* Stored data

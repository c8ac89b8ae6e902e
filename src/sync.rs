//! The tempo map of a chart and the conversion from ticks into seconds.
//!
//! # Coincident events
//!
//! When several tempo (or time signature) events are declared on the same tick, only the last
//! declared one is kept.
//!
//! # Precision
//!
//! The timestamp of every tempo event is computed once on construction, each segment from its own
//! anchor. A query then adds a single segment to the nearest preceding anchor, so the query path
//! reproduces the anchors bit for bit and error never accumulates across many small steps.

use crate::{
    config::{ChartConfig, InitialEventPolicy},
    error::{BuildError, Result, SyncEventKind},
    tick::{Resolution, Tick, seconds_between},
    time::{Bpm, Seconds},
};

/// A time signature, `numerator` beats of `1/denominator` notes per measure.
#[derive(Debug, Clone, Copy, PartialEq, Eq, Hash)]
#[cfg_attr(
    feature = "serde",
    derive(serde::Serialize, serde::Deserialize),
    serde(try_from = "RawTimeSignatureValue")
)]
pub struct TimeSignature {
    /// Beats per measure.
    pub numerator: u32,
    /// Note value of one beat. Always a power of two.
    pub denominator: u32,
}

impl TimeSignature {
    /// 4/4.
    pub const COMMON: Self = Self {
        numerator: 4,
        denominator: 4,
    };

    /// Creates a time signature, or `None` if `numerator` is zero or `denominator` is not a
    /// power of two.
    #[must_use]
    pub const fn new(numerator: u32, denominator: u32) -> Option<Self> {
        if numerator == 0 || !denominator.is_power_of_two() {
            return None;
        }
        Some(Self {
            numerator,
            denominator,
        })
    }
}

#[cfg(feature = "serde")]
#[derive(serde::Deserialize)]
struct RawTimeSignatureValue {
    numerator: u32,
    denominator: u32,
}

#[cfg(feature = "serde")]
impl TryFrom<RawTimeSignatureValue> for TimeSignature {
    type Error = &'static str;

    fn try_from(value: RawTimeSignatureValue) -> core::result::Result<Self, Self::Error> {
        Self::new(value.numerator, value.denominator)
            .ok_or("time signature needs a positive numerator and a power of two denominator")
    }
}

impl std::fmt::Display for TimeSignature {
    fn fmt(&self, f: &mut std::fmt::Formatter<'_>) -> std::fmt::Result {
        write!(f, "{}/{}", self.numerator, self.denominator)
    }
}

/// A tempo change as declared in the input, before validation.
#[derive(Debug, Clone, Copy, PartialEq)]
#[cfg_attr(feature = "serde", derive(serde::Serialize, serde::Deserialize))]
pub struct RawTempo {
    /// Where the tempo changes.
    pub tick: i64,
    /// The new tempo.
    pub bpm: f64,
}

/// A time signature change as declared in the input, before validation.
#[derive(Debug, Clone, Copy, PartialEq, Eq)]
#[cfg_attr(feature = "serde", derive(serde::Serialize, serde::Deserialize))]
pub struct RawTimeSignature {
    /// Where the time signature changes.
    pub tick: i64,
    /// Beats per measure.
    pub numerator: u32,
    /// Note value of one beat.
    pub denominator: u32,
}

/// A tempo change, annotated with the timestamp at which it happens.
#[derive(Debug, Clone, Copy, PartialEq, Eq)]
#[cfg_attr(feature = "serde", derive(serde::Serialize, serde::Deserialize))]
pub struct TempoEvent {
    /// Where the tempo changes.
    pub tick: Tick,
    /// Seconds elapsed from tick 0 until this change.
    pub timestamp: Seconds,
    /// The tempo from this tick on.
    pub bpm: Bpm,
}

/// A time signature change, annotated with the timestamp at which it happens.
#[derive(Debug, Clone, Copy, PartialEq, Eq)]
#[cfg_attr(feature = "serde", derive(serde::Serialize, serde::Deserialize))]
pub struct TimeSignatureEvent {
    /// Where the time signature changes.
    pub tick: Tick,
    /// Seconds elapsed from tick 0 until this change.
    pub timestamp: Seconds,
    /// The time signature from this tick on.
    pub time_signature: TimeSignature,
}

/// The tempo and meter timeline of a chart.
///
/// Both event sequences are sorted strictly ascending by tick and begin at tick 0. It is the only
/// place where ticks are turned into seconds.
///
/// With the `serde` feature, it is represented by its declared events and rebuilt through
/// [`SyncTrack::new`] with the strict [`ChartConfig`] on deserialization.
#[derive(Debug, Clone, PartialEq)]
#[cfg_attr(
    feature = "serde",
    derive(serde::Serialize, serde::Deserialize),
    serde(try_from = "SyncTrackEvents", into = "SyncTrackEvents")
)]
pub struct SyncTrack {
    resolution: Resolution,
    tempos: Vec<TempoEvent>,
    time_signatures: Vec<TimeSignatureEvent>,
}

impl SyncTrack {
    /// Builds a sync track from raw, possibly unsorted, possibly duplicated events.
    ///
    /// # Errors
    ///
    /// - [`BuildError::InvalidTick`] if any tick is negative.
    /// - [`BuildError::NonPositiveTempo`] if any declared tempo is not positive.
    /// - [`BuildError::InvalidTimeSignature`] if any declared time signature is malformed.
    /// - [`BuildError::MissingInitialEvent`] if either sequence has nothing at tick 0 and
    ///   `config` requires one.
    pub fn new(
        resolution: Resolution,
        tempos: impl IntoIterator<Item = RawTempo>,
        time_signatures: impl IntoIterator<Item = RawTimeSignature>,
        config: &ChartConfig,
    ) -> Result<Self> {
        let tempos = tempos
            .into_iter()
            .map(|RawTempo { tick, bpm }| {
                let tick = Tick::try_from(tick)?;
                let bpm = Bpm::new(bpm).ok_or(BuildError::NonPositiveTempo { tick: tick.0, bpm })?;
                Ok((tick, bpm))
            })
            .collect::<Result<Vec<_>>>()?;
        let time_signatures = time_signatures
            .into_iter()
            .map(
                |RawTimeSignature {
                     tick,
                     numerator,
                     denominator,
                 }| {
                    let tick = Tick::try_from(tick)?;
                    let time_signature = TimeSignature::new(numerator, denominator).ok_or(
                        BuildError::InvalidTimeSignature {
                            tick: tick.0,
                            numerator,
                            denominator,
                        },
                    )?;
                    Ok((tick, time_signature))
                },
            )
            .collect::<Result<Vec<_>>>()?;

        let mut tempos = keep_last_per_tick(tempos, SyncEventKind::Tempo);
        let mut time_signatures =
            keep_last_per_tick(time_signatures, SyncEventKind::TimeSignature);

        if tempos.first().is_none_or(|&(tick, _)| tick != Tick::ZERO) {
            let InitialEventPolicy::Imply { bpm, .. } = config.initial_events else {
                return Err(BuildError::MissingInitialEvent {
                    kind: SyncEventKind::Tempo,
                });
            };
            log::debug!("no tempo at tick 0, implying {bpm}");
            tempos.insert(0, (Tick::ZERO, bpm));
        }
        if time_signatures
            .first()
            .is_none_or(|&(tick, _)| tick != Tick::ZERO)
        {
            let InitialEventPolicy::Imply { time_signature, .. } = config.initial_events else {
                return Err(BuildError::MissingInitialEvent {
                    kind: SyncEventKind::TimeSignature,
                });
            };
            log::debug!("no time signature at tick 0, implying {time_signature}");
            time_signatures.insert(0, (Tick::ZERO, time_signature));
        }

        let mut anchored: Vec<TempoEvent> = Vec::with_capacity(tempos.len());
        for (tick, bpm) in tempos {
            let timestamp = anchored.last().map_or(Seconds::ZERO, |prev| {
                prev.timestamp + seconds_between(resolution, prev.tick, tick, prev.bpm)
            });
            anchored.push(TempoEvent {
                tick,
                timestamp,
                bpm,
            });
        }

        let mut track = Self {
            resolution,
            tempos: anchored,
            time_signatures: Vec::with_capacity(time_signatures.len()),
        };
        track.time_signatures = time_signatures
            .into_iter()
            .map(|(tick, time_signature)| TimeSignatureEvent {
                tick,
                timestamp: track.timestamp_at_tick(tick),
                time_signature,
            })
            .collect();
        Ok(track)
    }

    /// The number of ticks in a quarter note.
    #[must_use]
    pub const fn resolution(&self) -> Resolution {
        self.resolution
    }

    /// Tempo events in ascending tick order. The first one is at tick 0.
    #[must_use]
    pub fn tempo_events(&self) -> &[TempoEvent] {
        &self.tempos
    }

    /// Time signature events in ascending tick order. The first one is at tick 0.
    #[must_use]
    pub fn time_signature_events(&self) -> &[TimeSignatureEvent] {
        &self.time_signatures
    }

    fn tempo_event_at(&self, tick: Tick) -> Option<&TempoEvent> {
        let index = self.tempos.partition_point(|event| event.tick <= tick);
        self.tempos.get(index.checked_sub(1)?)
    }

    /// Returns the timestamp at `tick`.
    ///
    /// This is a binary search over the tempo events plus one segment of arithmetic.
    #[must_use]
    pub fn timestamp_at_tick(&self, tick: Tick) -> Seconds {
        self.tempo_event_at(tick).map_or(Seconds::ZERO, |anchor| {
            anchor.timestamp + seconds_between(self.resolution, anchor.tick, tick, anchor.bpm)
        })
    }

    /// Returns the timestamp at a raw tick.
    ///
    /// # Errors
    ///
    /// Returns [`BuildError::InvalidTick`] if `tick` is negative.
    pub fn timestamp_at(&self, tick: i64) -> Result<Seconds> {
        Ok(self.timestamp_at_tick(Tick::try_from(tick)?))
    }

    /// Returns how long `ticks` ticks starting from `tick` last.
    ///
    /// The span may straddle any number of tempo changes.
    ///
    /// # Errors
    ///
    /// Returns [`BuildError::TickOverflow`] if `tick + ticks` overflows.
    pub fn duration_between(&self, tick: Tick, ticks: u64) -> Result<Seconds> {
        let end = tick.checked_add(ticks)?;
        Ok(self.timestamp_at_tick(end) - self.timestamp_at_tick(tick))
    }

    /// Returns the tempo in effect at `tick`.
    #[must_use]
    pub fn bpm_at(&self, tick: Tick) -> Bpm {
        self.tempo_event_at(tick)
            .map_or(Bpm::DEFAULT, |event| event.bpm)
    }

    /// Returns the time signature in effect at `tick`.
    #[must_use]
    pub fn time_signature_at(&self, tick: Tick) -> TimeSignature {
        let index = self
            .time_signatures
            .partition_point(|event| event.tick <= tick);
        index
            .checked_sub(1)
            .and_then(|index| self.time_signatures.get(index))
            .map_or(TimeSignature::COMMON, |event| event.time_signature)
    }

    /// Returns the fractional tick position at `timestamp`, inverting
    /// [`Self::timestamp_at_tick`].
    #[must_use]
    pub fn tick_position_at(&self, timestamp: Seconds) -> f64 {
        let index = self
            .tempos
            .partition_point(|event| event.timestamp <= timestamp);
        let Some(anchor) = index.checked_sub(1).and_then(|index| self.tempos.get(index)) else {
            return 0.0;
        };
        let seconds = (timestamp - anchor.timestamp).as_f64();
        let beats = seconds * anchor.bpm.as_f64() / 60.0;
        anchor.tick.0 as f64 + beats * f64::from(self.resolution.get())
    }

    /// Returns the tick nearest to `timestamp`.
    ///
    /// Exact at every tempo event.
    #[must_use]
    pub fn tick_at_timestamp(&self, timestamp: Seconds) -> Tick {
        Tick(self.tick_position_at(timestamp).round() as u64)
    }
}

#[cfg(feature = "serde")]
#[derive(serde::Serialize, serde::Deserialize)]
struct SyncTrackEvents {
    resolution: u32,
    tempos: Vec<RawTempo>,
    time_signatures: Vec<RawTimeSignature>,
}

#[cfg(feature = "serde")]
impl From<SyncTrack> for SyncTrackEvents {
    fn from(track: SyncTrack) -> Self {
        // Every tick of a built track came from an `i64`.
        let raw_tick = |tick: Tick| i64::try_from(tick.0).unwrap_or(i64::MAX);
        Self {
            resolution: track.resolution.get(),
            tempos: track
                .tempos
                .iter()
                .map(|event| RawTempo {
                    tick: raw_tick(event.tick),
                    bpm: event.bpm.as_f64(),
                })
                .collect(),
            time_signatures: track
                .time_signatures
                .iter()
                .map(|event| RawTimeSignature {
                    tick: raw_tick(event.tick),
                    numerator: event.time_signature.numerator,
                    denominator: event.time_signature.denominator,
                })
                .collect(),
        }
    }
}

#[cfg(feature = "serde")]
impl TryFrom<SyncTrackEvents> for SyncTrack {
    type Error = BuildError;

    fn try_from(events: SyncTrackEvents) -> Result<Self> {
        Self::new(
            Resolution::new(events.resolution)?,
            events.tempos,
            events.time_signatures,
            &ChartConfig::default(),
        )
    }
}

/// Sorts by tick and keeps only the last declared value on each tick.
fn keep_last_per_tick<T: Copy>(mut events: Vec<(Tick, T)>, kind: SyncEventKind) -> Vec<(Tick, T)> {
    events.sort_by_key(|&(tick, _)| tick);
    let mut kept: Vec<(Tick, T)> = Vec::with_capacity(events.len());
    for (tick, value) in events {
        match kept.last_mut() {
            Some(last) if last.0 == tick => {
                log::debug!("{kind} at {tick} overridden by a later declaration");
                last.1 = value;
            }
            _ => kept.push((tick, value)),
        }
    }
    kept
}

--

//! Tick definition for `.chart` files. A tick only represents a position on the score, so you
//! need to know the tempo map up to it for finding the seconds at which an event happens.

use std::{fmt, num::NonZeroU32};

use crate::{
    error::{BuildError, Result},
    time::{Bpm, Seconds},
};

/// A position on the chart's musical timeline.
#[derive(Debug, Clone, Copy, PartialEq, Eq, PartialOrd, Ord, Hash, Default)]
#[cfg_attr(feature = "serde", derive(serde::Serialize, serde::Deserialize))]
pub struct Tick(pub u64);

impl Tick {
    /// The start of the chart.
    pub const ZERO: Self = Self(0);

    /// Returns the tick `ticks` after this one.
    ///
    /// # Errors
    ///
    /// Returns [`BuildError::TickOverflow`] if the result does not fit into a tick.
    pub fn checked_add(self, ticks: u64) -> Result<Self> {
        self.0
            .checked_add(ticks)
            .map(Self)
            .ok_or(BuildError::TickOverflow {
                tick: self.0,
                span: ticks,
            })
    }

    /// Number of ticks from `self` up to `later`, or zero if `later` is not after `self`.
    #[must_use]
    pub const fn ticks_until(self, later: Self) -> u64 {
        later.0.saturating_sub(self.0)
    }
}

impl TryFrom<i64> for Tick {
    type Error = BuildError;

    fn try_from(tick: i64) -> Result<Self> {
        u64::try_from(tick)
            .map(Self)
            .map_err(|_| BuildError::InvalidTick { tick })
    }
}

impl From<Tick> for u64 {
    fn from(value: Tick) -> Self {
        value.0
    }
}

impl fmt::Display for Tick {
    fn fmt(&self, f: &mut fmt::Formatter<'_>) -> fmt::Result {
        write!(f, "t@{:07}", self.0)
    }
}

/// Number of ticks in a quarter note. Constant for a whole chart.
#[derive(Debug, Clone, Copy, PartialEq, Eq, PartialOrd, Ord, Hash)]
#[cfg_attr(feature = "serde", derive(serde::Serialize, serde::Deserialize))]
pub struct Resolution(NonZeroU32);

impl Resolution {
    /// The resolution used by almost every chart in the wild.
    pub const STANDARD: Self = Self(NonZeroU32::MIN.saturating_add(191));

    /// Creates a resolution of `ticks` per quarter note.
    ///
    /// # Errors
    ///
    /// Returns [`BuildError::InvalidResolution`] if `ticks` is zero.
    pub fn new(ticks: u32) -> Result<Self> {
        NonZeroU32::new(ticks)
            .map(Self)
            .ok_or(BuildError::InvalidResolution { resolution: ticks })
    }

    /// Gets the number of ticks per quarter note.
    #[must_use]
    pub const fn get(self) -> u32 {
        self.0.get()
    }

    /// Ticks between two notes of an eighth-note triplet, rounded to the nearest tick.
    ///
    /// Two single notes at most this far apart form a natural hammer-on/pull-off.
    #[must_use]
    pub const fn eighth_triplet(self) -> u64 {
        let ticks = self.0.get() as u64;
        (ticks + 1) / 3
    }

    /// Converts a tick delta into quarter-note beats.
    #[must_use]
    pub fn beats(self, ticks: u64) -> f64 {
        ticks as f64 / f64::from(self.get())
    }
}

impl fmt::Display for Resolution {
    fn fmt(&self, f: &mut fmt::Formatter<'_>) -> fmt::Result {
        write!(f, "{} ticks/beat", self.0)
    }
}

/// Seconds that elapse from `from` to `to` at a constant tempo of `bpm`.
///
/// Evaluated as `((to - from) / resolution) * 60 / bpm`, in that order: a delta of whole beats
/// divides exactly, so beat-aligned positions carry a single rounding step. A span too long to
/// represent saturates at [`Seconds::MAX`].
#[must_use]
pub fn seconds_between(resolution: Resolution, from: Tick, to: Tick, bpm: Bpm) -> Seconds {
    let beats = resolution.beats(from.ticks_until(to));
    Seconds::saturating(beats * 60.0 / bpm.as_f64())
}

---

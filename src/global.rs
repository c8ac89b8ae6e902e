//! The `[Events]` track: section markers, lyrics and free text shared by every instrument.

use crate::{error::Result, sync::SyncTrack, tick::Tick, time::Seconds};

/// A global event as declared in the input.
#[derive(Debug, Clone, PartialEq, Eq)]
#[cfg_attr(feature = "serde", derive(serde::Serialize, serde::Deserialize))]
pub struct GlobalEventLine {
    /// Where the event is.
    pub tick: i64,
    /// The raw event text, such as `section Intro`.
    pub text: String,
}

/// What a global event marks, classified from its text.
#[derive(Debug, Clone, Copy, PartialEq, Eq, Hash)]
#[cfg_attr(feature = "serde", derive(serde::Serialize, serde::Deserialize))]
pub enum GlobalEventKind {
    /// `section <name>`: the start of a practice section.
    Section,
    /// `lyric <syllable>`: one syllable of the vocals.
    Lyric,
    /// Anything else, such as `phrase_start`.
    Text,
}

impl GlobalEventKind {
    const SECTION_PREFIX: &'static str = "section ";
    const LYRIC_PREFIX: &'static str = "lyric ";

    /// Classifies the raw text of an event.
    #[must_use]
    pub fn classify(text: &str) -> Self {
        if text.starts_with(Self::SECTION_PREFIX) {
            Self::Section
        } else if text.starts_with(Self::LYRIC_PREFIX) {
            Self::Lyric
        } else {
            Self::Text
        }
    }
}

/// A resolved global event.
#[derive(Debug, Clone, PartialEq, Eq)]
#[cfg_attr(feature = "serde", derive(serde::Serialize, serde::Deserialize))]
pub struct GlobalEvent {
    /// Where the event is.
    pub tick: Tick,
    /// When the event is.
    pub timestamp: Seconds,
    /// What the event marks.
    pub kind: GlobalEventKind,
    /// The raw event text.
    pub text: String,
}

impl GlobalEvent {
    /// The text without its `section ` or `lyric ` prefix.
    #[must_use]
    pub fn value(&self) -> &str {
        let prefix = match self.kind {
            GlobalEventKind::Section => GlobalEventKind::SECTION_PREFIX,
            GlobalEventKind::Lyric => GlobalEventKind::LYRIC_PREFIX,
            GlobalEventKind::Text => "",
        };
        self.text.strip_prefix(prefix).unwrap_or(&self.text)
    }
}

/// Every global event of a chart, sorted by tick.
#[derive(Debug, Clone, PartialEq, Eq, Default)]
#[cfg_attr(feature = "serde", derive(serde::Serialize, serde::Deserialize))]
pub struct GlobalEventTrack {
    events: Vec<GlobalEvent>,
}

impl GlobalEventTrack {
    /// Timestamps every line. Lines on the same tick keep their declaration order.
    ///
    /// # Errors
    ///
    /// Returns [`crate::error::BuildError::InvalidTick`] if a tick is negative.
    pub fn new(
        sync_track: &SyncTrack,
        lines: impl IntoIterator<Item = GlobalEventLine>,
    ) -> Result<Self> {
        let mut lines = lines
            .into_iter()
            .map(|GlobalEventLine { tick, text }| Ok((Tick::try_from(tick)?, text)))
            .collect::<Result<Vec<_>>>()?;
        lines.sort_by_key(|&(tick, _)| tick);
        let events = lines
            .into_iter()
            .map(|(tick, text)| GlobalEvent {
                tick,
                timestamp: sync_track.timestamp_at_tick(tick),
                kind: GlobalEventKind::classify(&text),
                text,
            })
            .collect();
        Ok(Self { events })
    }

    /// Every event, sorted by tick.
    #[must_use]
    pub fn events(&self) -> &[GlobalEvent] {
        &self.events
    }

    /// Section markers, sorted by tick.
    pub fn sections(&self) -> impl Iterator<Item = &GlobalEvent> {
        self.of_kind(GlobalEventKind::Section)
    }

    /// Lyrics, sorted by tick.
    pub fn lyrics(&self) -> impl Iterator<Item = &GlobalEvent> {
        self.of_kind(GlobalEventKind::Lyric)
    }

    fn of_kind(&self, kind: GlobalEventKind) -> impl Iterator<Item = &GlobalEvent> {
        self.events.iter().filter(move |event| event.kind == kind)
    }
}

* What this task involves
Print exactly the lines above, between the one holding "self.text.strip_prefix(prefix).unwrap_or(&self.text)" and the one holding "a tick is negative.", inclusive, and nothing besides.

* Expected output
        self.text.strip_prefix(prefix).unwrap_or(&self.text)
    }
}

/// Every global event of a chart, sorted by tick.
#[derive(Debug, Clone, PartialEq, Eq, Default)]
#[cfg_attr(feature = "serde", derive(serde::Serialize, serde::Deserialize))]
pub struct GlobalEventTrack {
    events: Vec<GlobalEvent>,
}

impl GlobalEventTrack {
    /// Timestamps every line. Lines on the same tick keep their declaration order.
    ///
    /// # Errors
    ///
    /// Returns [`crate::error::BuildError::InvalidTick`] if a tick is negative.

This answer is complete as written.